Exaggerated influence: Martin Luther (Illustration by Michael Daley)Martin Luther was the first man of the modern era to create his own myth. Much of what we think we know about him may never have happened. He probably never told the Emperor Charles V at the Diet of Worms: “Here I stand. I can do no other.” He probably didn’t nail his Ninety-five Theses to the church door in Wittenberg — the quincentenary of which will be celebrated in 2017. And he almost certainly never threw an inkwell at the Devil; the stain on the wall of his room at the Wartburg that tourists are shown to this day is a fake.

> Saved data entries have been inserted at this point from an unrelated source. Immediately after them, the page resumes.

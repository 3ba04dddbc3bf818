//! Note data model
//!
//! Field and variant names follow the web client's wire format, so a note
//! collection exported from the client loads unchanged.

use serde::{Deserialize, Serialize};

/// A single user note
#[derive(Debug, Clone, PartialEq, Default, Serialize, Deserialize)]
#[serde(rename_all = "camelCase")]
pub struct Note {
    /// Backend identifier; absent or negative until the note is saved
    #[serde(default, skip_serializing_if = "Option::is_none")]
    pub id: Option<i64>,
    #[serde(default)]
    pub title: String,
    #[serde(default)]
    pub tags: Vec<Tag>,
    #[serde(default, rename = "noteInputs", alias = "sections")]
    pub sections: Vec<Section>,
}

impl Note {
    /// Create a blank, unsaved note with the given title
    pub fn new(title: impl Into<String>) -> Self {
        Self {
            id: None,
            title: title.into(),
            tags: Vec::new(),
            sections: Vec::new(),
        }
    }

    /// Builder-style tag attachment (no duplicate check, see `tags::add_tag_to_note`)
    pub fn with_tags<I, S>(mut self, names: I) -> Self
    where
        I: IntoIterator<Item = S>,
        S: Into<String>,
    {
        self.tags.extend(names.into_iter().map(Tag::new));
        self
    }

    /// Builder-style section append
    pub fn with_section(mut self, section: Section) -> Self {
        self.sections.push(section);
        self
    }

    /// Whether the note has been persisted by the backend
    pub fn is_saved(&self) -> bool {
        matches!(self.id, Some(id) if id >= 0)
    }

    /// Iterate over the note's tag names
    pub fn tag_names(&self) -> impl Iterator<Item = &str> {
        self.tags.iter().map(|t| t.name.as_str())
    }

    pub fn has_tag(&self, name: &str) -> bool {
        self.tag_names().any(|t| t == name)
    }
}

/// A tag; identity is exact, case-sensitive name equality
#[derive(Debug, Clone, PartialEq, Eq, Hash, PartialOrd, Ord, Serialize, Deserialize)]
pub struct Tag {
    pub name: String,
}

impl Tag {
    pub fn new(name: impl Into<String>) -> Self {
        Self { name: name.into() }
    }
}

/// Kind of content block.
///
/// Declaration order is significant: consumers index section kinds by position.
#[derive(Debug, Clone, Copy, PartialEq, Eq, Hash, Serialize, Deserialize)]
#[serde(rename_all = "SCREAMING_SNAKE_CASE")]
pub enum SectionType {
    PlainText,
    Code,
    CodeWithVariables,
}

impl SectionType {
    /// All section kinds in their fixed order
    pub const ALL: [SectionType; 3] = [
        SectionType::PlainText,
        SectionType::Code,
        SectionType::CodeWithVariables,
    ];

    /// Position of this kind within `ALL`
    pub fn index(self) -> usize {
        match self {
            SectionType::PlainText => 0,
            SectionType::Code => 1,
            SectionType::CodeWithVariables => 2,
        }
    }

    /// Whether a programming language is meaningful for this kind
    pub fn is_code(self) -> bool {
        !matches!(self, SectionType::PlainText)
    }
}

/// One typed content block of a note
#[derive(Debug, Clone, PartialEq, Serialize, Deserialize)]
#[serde(rename_all = "camelCase")]
pub struct Section {
    #[serde(default)]
    pub value: String,
    #[serde(rename = "type")]
    pub kind: SectionType,
    #[serde(default, skip_serializing_if = "Option::is_none")]
    pub programming_language: Option<String>,
}

impl Section {
    pub fn plain_text(value: impl Into<String>) -> Self {
        Self {
            value: value.into(),
            kind: SectionType::PlainText,
            programming_language: None,
        }
    }

    pub fn code(value: impl Into<String>, language: Option<&str>) -> Self {
        Self {
            value: value.into(),
            kind: SectionType::Code,
            programming_language: language.map(str::to_string),
        }
    }

    pub fn code_with_variables(value: impl Into<String>, language: Option<&str>) -> Self {
        Self {
            value: value.into(),
            kind: SectionType::CodeWithVariables,
            programming_language: language.map(str::to_string),
        }
    }
}

#[cfg(test)]
mod tests {
    use super::*;

    #[test]
    fn test_is_saved() {
        let mut note = Note::new("draft");
        assert!(!note.is_saved());
        note.id = Some(-1);
        assert!(!note.is_saved());
        note.id = Some(0);
        assert!(note.is_saved());
    }

    #[test]
    fn test_section_type_order() {
        for (i, kind) in SectionType::ALL.iter().enumerate() {
            assert_eq!(kind.index(), i);
        }
        assert!(!SectionType::PlainText.is_code());
        assert!(SectionType::CodeWithVariables.is_code());
    }

    #[test]
    fn test_wire_format() {
        let json = r#"{
            "id": 7,
            "title": "docker cleanup",
            "tags": [{"name": "docker"}],
            "noteInputs": [
                {"value": "docker rm $[[container]]", "type": "CODE_WITH_VARIABLES", "programmingLanguage": "bash"}
            ]
        }"#;
        let note: Note = serde_json::from_str(json).unwrap();
        assert_eq!(note.id, Some(7));
        assert!(note.has_tag("docker"));
        assert_eq!(note.sections[0].kind, SectionType::CodeWithVariables);
        assert_eq!(note.sections[0].programming_language.as_deref(), Some("bash"));

        let out = serde_json::to_value(&note).unwrap();
        assert_eq!(out["noteInputs"][0]["type"], "CODE_WITH_VARIABLES");
        assert_eq!(out["noteInputs"][0]["programmingLanguage"], "bash");
    }

    #[test]
    fn test_missing_fields_default() {
        let note: Note = serde_json::from_str(r#"{"title": "bare"}"#).unwrap();
        assert_eq!(note.id, None);
        assert!(note.tags.is_empty());
        assert!(note.sections.is_empty());
    }
}
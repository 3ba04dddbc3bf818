//! Clipboard flattening command module

use std::io;

use snipnote::{render_to_clipboard_text, Config};

pub fn run(config: &Config, html: Option<String>, values: Vec<String>) -> io::Result<()> {
    let html = super::input::read_text(html)?;
    let text = render_to_clipboard_text(&html, values.as_slice());

    if config.json {
        return super::input::print_json(&text);
    }
    print!("{}", text);
    Ok(())
}
//! Note search engine
//!
//! Filters an in-memory note collection by free text and selected tags.
//!
//! Rules:
//! 1. Free text matches a note if any search token matches any token of the
//!    title or of any tag name. Tokens are split on single spaces, trimmed and
//!    compared case-insensitively; the shorter token must be contained in the
//!    longer one, whichever side it came from.
//! 2. Selected tags narrow the result: every selected name must be present on
//!    the note verbatim (case-sensitive).
//! 3. When both are given, a note must satisfy both.
//!
//! The result borrows from the input and keeps its order.

use std::collections::BTreeSet;

use crate::model::Note;

/// Token separator for free-text matching
const TOKEN_SEPARATOR: char = ' ';

/// Transient search state: the search box text and the ticked tag filters
#[derive(Debug, Clone, Default, PartialEq, Eq)]
pub struct SearchQuery {
    pub search_text: String,
    pub selected_tag_names: BTreeSet<String>,
}

impl SearchQuery {
    pub fn new(search_text: impl Into<String>) -> Self {
        Self {
            search_text: search_text.into(),
            selected_tag_names: BTreeSet::new(),
        }
    }

    /// Add a tag filter
    pub fn with_tag(mut self, name: impl Into<String>) -> Self {
        self.selected_tag_names.insert(name.into());
        self
    }

    /// True when neither text nor tags would filter anything
    pub fn is_blank(&self) -> bool {
        is_blank(&self.search_text) && self.selected_tag_names.is_empty()
    }

    /// Run this query against a note collection
    pub fn run<'a>(&self, notes: &'a [Note]) -> Vec<&'a Note> {
        search(notes, &self.search_text, &self.selected_tag_names)
    }
}

/// Return the notes matching `search_text` and `selected_tag_names`
pub fn search<'a>(
    notes: &'a [Note],
    search_text: &str,
    selected_tag_names: &BTreeSet<String>,
) -> Vec<&'a Note> {
    if notes.is_empty() {
        return Vec::new();
    }

    let text_blank = is_blank(search_text);
    let no_tags = selected_tag_names.is_empty();

    let result: Vec<&Note> = match (text_blank, no_tags) {
        (true, true) => notes.iter().collect(),
        (false, false) => notes
            .iter()
            .filter(|n| has_all_tags(n, selected_tag_names) && note_matches_text(n, search_text))
            .collect(),
        (false, true) => notes
            .iter()
            .filter(|n| note_matches_text(n, search_text))
            .collect(),
        (true, false) => notes
            .iter()
            .filter(|n| has_all_tags(n, selected_tag_names))
            .collect(),
    };

    log::debug!(
        "search text={:?} tags={:?}: {} of {} notes",
        search_text,
        selected_tag_names,
        result.len(),
        notes.len()
    );

    result
}

/// Whether every selected tag name is attached to the note (exact match)
pub fn has_all_tags(note: &Note, selected_tag_names: &BTreeSet<String>) -> bool {
    selected_tag_names.iter().all(|name| note.has_tag(name))
}

/// Whether the search text matches the note's title or any of its tags
pub fn note_matches_text(note: &Note, search_text: &str) -> bool {
    text_matches(search_text, &note.title)
        || note.tag_names().any(|tag| text_matches(search_text, tag))
}

/// Whitespace-tokenized, length-symmetric substring match
pub fn text_matches(search_text: &str, candidate: &str) -> bool {
    let search_tokens = tokenize(search_text);
    if search_tokens.is_empty() {
        return false;
    }
    let candidate_tokens = tokenize(candidate);

    search_tokens
        .iter()
        .any(|s| candidate_tokens.iter().any(|c| tokens_match(s, c)))
}

/// Split on the separator, dropping blank tokens; tokens come back trimmed and lower-cased
fn tokenize(text: &str) -> Vec<String> {
    text.split(TOKEN_SEPARATOR)
        .map(str::trim)
        .filter(|t| !t.is_empty())
        .map(str::to_lowercase)
        .collect()
}

/// The shorter token is the needle
fn tokens_match(a: &str, b: &str) -> bool {
    if a.chars().count() <= b.chars().count() {
        b.contains(a)
    } else {
        a.contains(b)
    }
}

fn is_blank(text: &str) -> bool {
    text.trim().is_empty()
}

What is true about Luther is that he was a theologian: even by the standards of German professors, he was extraordinarily prolific. The Weimar edition of his works was begun in 1883 and only completed in 2009, by which time it had run to 121 volumes. His unparalleled verbosity has fuelled countless biographies, several more of which have been occasioned by this anniversary. So large does he loom in historiography that he almost defies objectivity — but like so many “great men” his influence has been exaggerated.
First, Luther’s Reformation was neither necessary nor sufficient for the rise of Western civilisation. The “freedom of a Christian” he preached was certainly not political liberty — he was brutally vindictive towards the peasants who took him literally — nor did it have much to do with religious toleration. There was no contradiction in Luther’s mind between Reformation and authority; indeed Protestant Germany remained a bastion of absolutism for the next three centuries. Christendom, already divided between the Catholic West and the Orthodox East, was severely weakened in its existential struggle with the Ottoman Empire by the schism provoked by Luther.
That schism rendered impossible the more moderate reform programme of humanist scholars such as Erasmus and More. Nor did Luther care much about science or the arts (except music): it was the Renaissance, not the Reformation, that inaugurated modernity. Luther’s most creative (as opposed to polemical) contribution to European culture, his German translation of the Bible, would justify his place in history — but if he had not defied the pope and emperor he might have gained their support for the vernacular Bible.
Second, Luther’s Reformation was not a prerequisite for the rise of capitalism in Europe. That process was already well under way and the wars of religion of the 16th and 17th centuries only delayed it. The economic ideas that Max Weber attributed to the Reformation were more highly developed in the Catholic school of Salamanca.